World in a Cell – Protein Visualization and Computational Biology
A New Visual Design Language for Biological Structures in a Cell
Summary
As a component of our initiative to construct a spatiotemporal model for the pancreatic β-cell, we are crafting an immersive encounter known as “World in a Cell.” This experience is designed to facilitate the integration and development of innovative educational tools. To achieve this goal, we have introduced a novel visual design concept employing tetrahedral building blocks to portray the structural characteristics of biological molecules and organelles within densely populated cellular surroundings. The utilization of this tetrahedral language enhances the efficiency of animation and user interaction within the immersive environment.
This work resulted in a published paper in the leading journal for computation biology Structure. Both Shaoyu Su and I and the work that we did are cited, and we are a portion of the patent holders of this new scientific visualization methodology.
World in a Cell is a project from the World Building Lab in the School of Cinematic Arts at the University of Southern California. The project is headed by renowned Production Designer Alex McDowell (Minority Report) and leading Computational Biologist Helen Berman. The project re-examines how we scientifically depict the structure of proteins. Through a virtual reality app, it seeks to educate users about the world of proteins.
Using Houdini for Protein Visualization and Computational Biology.

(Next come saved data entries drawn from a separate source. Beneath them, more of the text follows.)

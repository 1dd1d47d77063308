//! BER-TLV decoder and report renderer
//!
//! Each BER-TLV object is a TLV (Tag-Length-Value) triplet:
//!
//! ```text
//! [Tag] [Length] [Value]
//! ```
//!
//! ## Tag encoding
//!
//! The first tag byte carries the object metadata:
//!
//! ```text
//! Bits: 8 7 6 5 4 3 2 1
//!       C C P T T T T T
//! ```
//!
//! - CC = class (00 = Universal, 01 = Application, 10 = Context-specific,
//!   11 = Private)
//! - P = primitive (0) or constructed (1)
//! - TTTTT = tag number; all five bits set (`0x1F`) announces a second tag
//!   byte, which is packed big-endian below the first
//!
//! ## Length encoding
//!
//! - **Short form** (1 byte): bit 7 = 0, bits 6-0 = value length (0-127)
//! - **Long form**: first byte has bit 7 = 1 and bits 6-0 give the number of
//!   subsequent bytes that encode the value length big-endian
//!
//! ## Value encoding
//!
//! - **Primitive** objects carry raw data
//! - **Constructed** objects carry a sequence of nested TLV triplets
//!
//! The walker in [`render`] does not recurse into constructed objects; it
//! stays flat over the buffer and uses a bounded [`DepthStack`] purely to
//! account for when each enclosing object's byte budget is exhausted. That
//! is enough to know the indentation depth and when garbage skipping between
//! top-level objects may resume, without building a tree.
//!
//! Filler bytes (`0x00` / `0xFF`) are permitted before, between and after
//! top-level objects and are skipped whenever the cursor is not inside an
//! open constructed object.

pub mod decoder;
pub mod render;
pub mod types;

pub use decoder::decode_one;
pub use render::{Report, render_all};
pub use types::{DepthStack, MAX_DEPTH, TagClass, TlvObject};
impl RoadGraphBuilder {
    pub fn new() -> Self {
        Self {
            nodes:     Vec::new(),
            positions: Vec::new(),
            ways_at:   Vec::new(),
            segments:  Vec::new(),
            ways:      FxHashMap::default(),
            malformed: Vec::new(),
        }
    }

    pub fn with_capacity(vertices: usize, segments: usize) -> Self {
        Self {
            nodes:     Vec::with_capacity(vertices),
            positions: Vec::with_capacity(vertices),
            ways_at:   Vec::with_capacity(vertices),
            segments:  Vec::with_capacity(segments),
            ways:      FxHashMap::default(),
            malformed: Vec::new(),
        }
    }

    /// Add a vertex and return its `VertexId` (sequential from 0).
    pub fn add_vertex(&mut self, node: NodeId, pos: GeoPoint) -> VertexId {
        let id = VertexId(self.positions.len() as u32);
        self.nodes.push(node);
        self.positions.push(pos);
        self.ways_at.push(Vec::new());
        id
    }

    /// Record that `way` passes through `vertex`.  Duplicates are ignored.
    pub fn note_way_at(&mut self, vertex: VertexId, way: WayId) {
        let ways = &mut self.ways_at[vertex.index()];
        if !ways.contains(&way) {
            ways.push(way);
        }
    }

    /// Register a way for naming lookups.
    pub fn add_way(&mut self, way: RawWay) {
        self.ways.insert(way.id, way);
    }

    /// Add a traversable segment between `a` and `b` along `way`.  Produces
    /// the edge pair `a → b` and `b → a`, both of length `length_m`.
    ///
    /// Bearings are those of the first and last survey hop in each
    /// direction: `depart_a` leaves `a`, `arrive_b` enters `b`, and so on.
    #[allow(clippy::too_many_arguments)]
    pub fn add_segment(
        &mut self,
        a:        VertexId,
        b:        VertexId,
        way:      WayId,
        length_m: f64,
        depart_a: f64,
        arrive_b: f64,
        depart_b: f64,
        arrive_a: f64,
    ) {
        self.segments.push(RawSegment { a, b, way, length_m, depart_a, arrive_b, depart_b, arrive_a });
    }

    pub fn vertex_count(&self) -> usize { self.positions.len() }
    pub fn segment_count(&self) -> usize { self.segments.len() }

    /// Consume the builder and produce a [`RoadGraph`].
    ///
    /// Edges are stably sorted by source vertex, so the result depends only
    /// on the order segments were added.
    pub fn build(self) -> RoadGraph {
        let vertex_count = self.positions.len();

        // Expand each segment into its two directed halves.  Half 2k and
        // 2k+1 are twins.
        struct Half {
            from:   VertexId,
            to:     VertexId,
            way:    WayId,
            len:    f64,
            depart: f64,
            arrive: f64,
        }
        let mut halves = Vec::with_capacity(self.segments.len() * 2);
        for s in &self.segments {
            halves.push(Half { from: s.a, to: s.b, way: s.way, len: s.length_m, depart: s.depart_a, arrive: s.arrive_b });
            halves.push(Half { from: s.b, to: s.a, way: s.way, len: s.length_m, depart: s.depart_b, arrive: s.arrive_a });
        }

        let mut order: Vec<usize> = (0..halves.len()).collect();
        order.sort_by_key(|&i| halves[i].from.0);

        // position_of[raw half index] = EdgeId after sorting.
        let mut position_of = vec![0u32; halves.len()];
        for (pos, &raw) in order.iter().enumerate() {
            position_of[raw] = pos as u32;
        }

        let edge_from:          Vec<VertexId> = order.iter().map(|&i| halves[i].from).collect();
        let edge_to:            Vec<VertexId> = order.iter().map(|&i| halves[i].to).collect();
        let edge_way:           Vec<WayId>    = order.iter().map(|&i| halves[i].way).collect();
        let edge_length_m:      Vec<f64>      = order.iter().map(|&i| halves[i].len).collect();
        let edge_departure_deg: Vec<f64>      = order.iter().map(|&i| halves[i].depart).collect();
        let edge_arrival_deg:   Vec<f64>      = order.iter().map(|&i| halves[i].arrive).collect();
        let edge_reverse:       Vec<EdgeId>   = order.iter().map(|&i| EdgeId(position_of[i ^ 1])).collect();

        let mut vertex_out_start = vec![0u32; vertex_count + 1];
        for from in &edge_from {
            vertex_out_start[from.index() + 1] += 1;
        }
        for i in 1..=vertex_count {
            vertex_out_start[i] += vertex_out_start[i - 1];
        }
        debug_assert_eq!(vertex_out_start[vertex_count] as usize, edge_from.len());

        let node_to_vertex = self
            .nodes
            .iter()
            .enumerate()
            .map(|(i, &n)| (n, VertexId(i as u32)))
            .collect();

        let entries: Vec<VertexEntry> = self
            .positions
            .iter()
            .enumerate()
            .map(|(i, &pos)| VertexEntry {
                point: pos.to_unit_vector(),
                id: VertexId(i as u32),
            })
            .collect();
        let spatial_idx = RTree::bulk_load(entries);

        RoadGraph {
            vertex_node: self.nodes,
            vertex_pos: self.positions,
            vertex_ways: self.ways_at,
            vertex_out_start,
            edge_from,
            edge_to,
            edge_way,
            edge_length_m,
            edge_departure_deg,
            edge_arrival_deg,
            edge_reverse,
            ways: self.ways,
            node_to_vertex,
            malformed: self.malformed,
            spatial_idx,
        }
    }
}
//! The navigation context object.
//!
//! A [`NavigationSession`] owns the free-explore state and, while road mode
//! is active, the road graph and cursor.  Front ends call its command
//! methods and render the returned summaries; there is no global state.

use log::info;

use sw_core::{CompassPoint, GeoPoint};
use sw_spatial::RoadGraph;

use crate::acquire::{acquire_graph, GrowthPolicy, RoadSource};
use crate::config::NavConfig;
use crate::cursor::{advance_to_next_real_intersection, Advance, NavigationCursor, TurnDirection};
use crate::explore::Explorer;
use crate::summary::{road_name, vertex_title, TravelSummary, TurnSummary, Upcoming};
use crate::{NavError, NavResult};

/// Graph and cursor for an active road-mode walk.
struct RoadMode {
    graph:  RoadGraph,
    cursor: NavigationCursor,
}

/// One user's walk: free-explore state plus, optionally, road mode.
pub struct NavigationSession {
    config:   NavConfig,
    explorer: Explorer,
    road:     Option<RoadMode>,
}

impl NavigationSession {
    /// Start in free-explore mode at `position` facing `heading_deg`.
    pub fn new(config: NavConfig, position: GeoPoint, heading_deg: f64) -> Self {
        let explorer = Explorer::new(position, heading_deg, &config.explore);
        Self { config, explorer, road: None }
    }

    pub fn config(&self) -> &NavConfig {
        &self.config
    }

    pub fn is_road_mode(&self) -> bool {
        self.road.is_some()
    }

    /// Free-explore state.  Unavailable while road mode is active.
    pub fn explore(&mut self) -> NavResult<&mut Explorer> {
        if self.road.is_some() {
            return Err(NavError::InRoadMode);
        }
        Ok(&mut self.explorer)
    }

    /// Free-explore state, read-only, in either mode.
    pub fn explorer(&self) -> &Explorer {
        &self.explorer
    }

    pub fn cursor(&self) -> Option<&NavigationCursor> {
        self.road.as_ref().map(|r| &r.cursor)
    }

    pub fn graph(&self) -> Option<&RoadGraph> {
        self.road.as_ref().map(|r| &r.graph)
    }

    // ── Mode switching ────────────────────────────────────────────────────

    /// Enter road mode using the session's growth policy.
    pub fn enter_road_mode<S: RoadSource + ?Sized>(&mut self, source: &mut S) -> NavResult<TravelSummary> {
        let policy = self.config.growth.clone();
        self.enter_road_mode_with_policy(source, &policy)
    }

    /// Fetch roads around the explorer, build the graph, and stand on the
    /// nearest real intersection facing the road closest to the explorer's
    /// heading.
    ///
    /// On any error the session is left in free-explore mode exactly as it
    /// was.
    pub fn enter_road_mode_with_policy<S: RoadSource + ?Sized>(
        &mut self,
        source: &mut S,
        policy: &GrowthPolicy,
    ) -> NavResult<TravelSummary> {
        if self.road.is_some() {
            return Err(NavError::InRoadMode);
        }
        let graph = acquire_graph(source, self.explorer.position(), policy, &self.config.network)?;
        self.enter_road_mode_with_graph(graph)
    }

    /// Enter road mode on an already-built graph.
    pub fn enter_road_mode_with_graph(&mut self, graph: RoadGraph) -> NavResult<TravelSummary> {
        if self.road.is_some() {
            return Err(NavError::InRoadMode);
        }
        let here = self.explorer.position();
        let cursor = NavigationCursor::locate_start(
            &graph,
            &self.config.network,
            here,
            self.explorer.heading_deg(),
        )?;

        let position = graph.vertex_pos(cursor.vertex);
        let summary = TravelSummary {
            vertex: cursor.vertex,
            position,
            bearing_deg: cursor.bearing_deg,
            direction: CompassPoint::from_bearing(cursor.bearing_deg),
            distance_m: here.distance_m(position),
            title: vertex_title(&graph, &self.config.network, cursor.vertex),
            road: road_name(&graph, cursor.last_edge),
            upcoming: self.lookahead(&graph, &cursor),
        };
        info!(
            "road mode: {} vertices, start at {} ({})",
            graph.vertex_count(),
            cursor.vertex,
            summary.title,
        );
        self.road = Some(RoadMode { graph, cursor });
        Ok(summary)
    }

    /// Leave road mode, placing the explorer on the current intersection
    /// facing the cursor's bearing.  The position held before road mode is
    /// pushed onto the explorer's history.
    pub fn exit_road_mode(&mut self) -> NavResult<GeoPoint> {
        let road = self.road.take().ok_or(NavError::NotInRoadMode)?;
        let position = road.graph.vertex_pos(road.cursor.vertex);
        self.explorer.relocate(position, road.cursor.bearing_deg);
        info!("free-explore at {position}");
        Ok(position)
    }

    // ── Road-mode commands ────────────────────────────────────────────────

    /// Walk to the next real intersection ahead.
    pub fn advance(&mut self) -> NavResult<TravelSummary> {
        let road = self.road.as_mut().ok_or(NavError::NotInRoadMode)?;
        let network = &self.config.network;
        let Advance { arrival, upcoming } = road.cursor.advance(&road.graph, network)?;

        let cursor = &road.cursor;
        Ok(TravelSummary {
            vertex: cursor.vertex,
            position: road.graph.vertex_pos(cursor.vertex),
            bearing_deg: cursor.bearing_deg,
            direction: CompassPoint::from_bearing(cursor.bearing_deg),
            distance_m: arrival.distance_m,
            title: vertex_title(&road.graph, network, cursor.vertex),
            road: road_name(&road.graph, arrival.last_edge),
            upcoming: upcoming.map(|a| Upcoming::from_arrival(&road.graph, network, &a)),
        })
    }

    pub fn turn_left(&mut self) -> NavResult<TurnSummary> {
        self.turn(TurnDirection::Counterclockwise)
    }

    pub fn turn_right(&mut self) -> NavResult<TurnSummary> {
        self.turn(TurnDirection::Clockwise)
    }

    fn turn(&mut self, direction: TurnDirection) -> NavResult<TurnSummary> {
        let road = self.road.as_mut().ok_or(NavError::NotInRoadMode)?;
        let edge = road.cursor.turn(&road.graph, &self.config.network, direction)?;
        let upcoming = advance_to_next_real_intersection(&road.graph, &self.config.network, edge.id)
            .ok()
            .map(|a| Upcoming::from_arrival(&road.graph, &self.config.network, &a));

        Ok(TurnSummary {
            vertex: road.cursor.vertex,
            bearing_deg: road.cursor.bearing_deg,
            direction: CompassPoint::from_bearing(road.cursor.bearing_deg),
            road: road_name(&road.graph, edge.id),
            upcoming,
        })
    }

    /// Next real intersection along the cursor's heading, without moving.
    fn lookahead(&self, graph: &RoadGraph, cursor: &NavigationCursor) -> Option<Upcoming> {
        let edge = cursor.heading_edge(graph).ok().flatten()?;
        advance_to_next_real_intersection(graph, &self.config.network, edge)
            .ok()
            .map(|a| Upcoming::from_arrival(graph, &self.config.network, &a))
    }
}
//! Overpass API wire format.
//!
//! The engine never performs HTTP itself.  An acquisition collaborator posts
//! [`query`] to an Overpass interpreter and hands the response body to
//! [`parse_elements`].
//!
//! ```
//! use sw_core::{GeoBounds, GeoPoint};
//! use sw_spatial::overpass;
//!
//! let q = overpass::query(&GeoBounds::around(GeoPoint::new(40.7128, -74.0060), 0.5));
//! assert!(q.starts_with("[out:json]"));
//!
//! let body = r#"{"elements":[
//!     {"type":"node","id":1,"lat":40.0,"lon":-74.0},
//!     {"type":"way","id":9,"nodes":[1,2],"tags":{"highway":"residential","name":"Elm St"}},
//!     {"type":"relation","id":4}
//! ]}"#;
//! let elements = overpass::parse_elements(body).unwrap();
//! assert_eq!(elements.len(), 2);
//! ```

use rustc_hash::FxHashMap;
use serde::Deserialize;

use sw_core::{GeoBounds, GeoPoint, NodeId, WayId};

use crate::osm::{RawElement, RawNode, RawWay, WayTags};
use crate::SpatialResult;

/// Public Overpass interpreter endpoint.
pub const DEFAULT_ENDPOINT: &str = "https://overpass-api.de/api/interpreter";

/// Build a query for every `highway=*` way inside `bounds`, plus the nodes
/// those ways reference.
pub fn query(bounds: &GeoBounds) -> String {
    format!(
        "[out:json][timeout:60];\n\
         way[\"highway\"]({s},{w},{n},{e});\n\
         out body;\n\
         node(w);\n\
         out body;",
        s = bounds.south,
        w = bounds.west,
        n = bounds.north,
        e = bounds.east,
    )
}

/// Decode an Overpass JSON response body.  Relations and any other element
/// types are skipped.
pub fn parse_elements(body: &str) -> SpatialResult<Vec<RawElement>> {
    let response: OverpassResponse = serde_json::from_str(body)?;
    Ok(response
        .elements
        .into_iter()
        .filter_map(OverpassElement::into_raw)
        .collect())
}

// ── Wire types ────────────────────────────────────────────────────────────────

#[derive(Debug, Deserialize)]
struct OverpassResponse {
    #[serde(default)]
    elements: Vec<OverpassElement>,
}

#[derive(Debug, Deserialize)]
#[serde(tag = "type", rename_all = "lowercase")]
enum OverpassElement {
    Node {
        id: i64,
        lat: f64,
        lon: f64,
    },
    Way {
        id: i64,
        #[serde(default)]
        nodes: Vec<i64>,
        #[serde(default)]
        tags: FxHashMap<String, String>,
    },
    #[serde(other)]
    Other,
}

impl OverpassElement {
    fn into_raw(self) -> Option<RawElement> {
        match self {
            OverpassElement::Node { id, lat, lon } => Some(RawElement::Node(RawNode {
                id:  NodeId(id),
                pos: GeoPoint::new(lat, lon),
            })),
            OverpassElement::Way { id, nodes, tags } => Some(RawElement::Way(RawWay {
                id:    WayId(id),
                tags:  WayTags::from_pairs(tags.iter().map(|(k, v)| (k.as_str(), v.as_str()))),
                nodes: nodes.into_iter().map(NodeId).collect(),
            })),
            OverpassElement::Other => None,
        }
    }
}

Shaoyu Su and I were responsible for creating a working procedural prototype that would interpret the data provided by the Protein Database. Using Python and Houdini we built a system that would parse the file provided by the .cif file created by the protein database. Once the cartesian data was plotted we then ran the data through a genetic algorithm that would equalize that coordinate data to create a visualization of perfect tetrahedral geometry. Our code would measure the deviation and fit within an acceptable RMS data variance.